In the Psalm before us, whether or not it belong to this period of David’s life, the thought of the quiet practice of good by waiting on the Lord, and refraining from all indulgence of the indignation and anger, which are naturally roused by injustice and the prosperity of the wicked, occurs over and over again.
‘Trust in the Lord and do good, and dwell in the land, and thou shalt be fed with its riches.’
‘Cease from anger, and leave rage, have no emulation to do evil—for evil doers shall be cut off, but they that wait upon the Lord, they shall inherit the land.’
‘For yet a little while, and the wicked shall not be, and thou shalt seek his place, and shalt not find it. But the meek shall inherit the land, and shalt delight in abundance of peace.’

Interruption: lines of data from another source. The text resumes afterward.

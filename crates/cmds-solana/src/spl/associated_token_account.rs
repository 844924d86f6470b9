use crate::prelude::*;
use solana_program::system_program;
use spl_associated_token_account::{
    get_associated_token_address, instruction::create_associated_token_account_idempotent,
};

/// Associated token account of `owner` for `mint`, with the instruction to
/// create it when it doesn't exist yet.
pub async fn get_or_create_associated_token_account(
    client: &RpcClient,
    fee_payer: &Pubkey,
    owner: &Pubkey,
    mint: &Pubkey,
) -> crate::Result<(Pubkey, Option<Instruction>)> {
    let address = get_associated_token_address(owner, mint);
    let account = client
        .get_account_with_commitment(&address, client.commitment())
        .await?
        .value;
    let instruction = create_instruction_if_needed(
        fee_payer,
        owner,
        mint,
        &address,
        account.as_ref().map(|a| a.owner),
    )?;
    Ok((address, instruction))
}

/// `account_owner` is the program owning `address`, `None` if it doesn't exist.
pub fn create_instruction_if_needed(
    fee_payer: &Pubkey,
    owner: &Pubkey,
    mint: &Pubkey,
    address: &Pubkey,
    account_owner: Option<Pubkey>,
) -> crate::Result<Option<Instruction>> {
    match account_owner {
        Some(x) if x == spl_token::id() => Ok(None),
        Some(x) if x != system_program::id() => {
            Err(crate::Error::UnsupportedRecipientAddress(address.to_string()))
        }
        _ => {
            tracing::info!("creating associated token account {}", address);
            Ok(Some(create_associated_token_account_idempotent(
                fee_payer,
                owner,
                mint,
                &spl_token::id(),
            )))
        }
    }
}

‘The Lord knoweth the days of the undefiled, and their inheritance shall be for ever. They shall not be confounded in the evil time, and in the days of famine they shall be filled.’
‘Such as bless Him shall inherit the land, but such as curse Him shall perish.’
‘The unjust shall be punished, and the seed of the wicked shall perish. But the just shall inherit the land, and shall dwell therein for ever more.’
‘Expect the Lord, and keep His way, and He will exalt thee to inherit the land, when the sinners shall perish, thou shalt see. I have seen the wicked highly exalted, and lifted up like the cedars of Libanus. And I passed by, and lo he was not, and I sought him, and his place was not found.’
We are thus able to gather up the general teaching of this beautiful Psalm, and to see how our Lord’s words may be understood as a promise that the meek shall have that blessing and protection from God’s Providence, which is so constantly mentioned in its successive verses.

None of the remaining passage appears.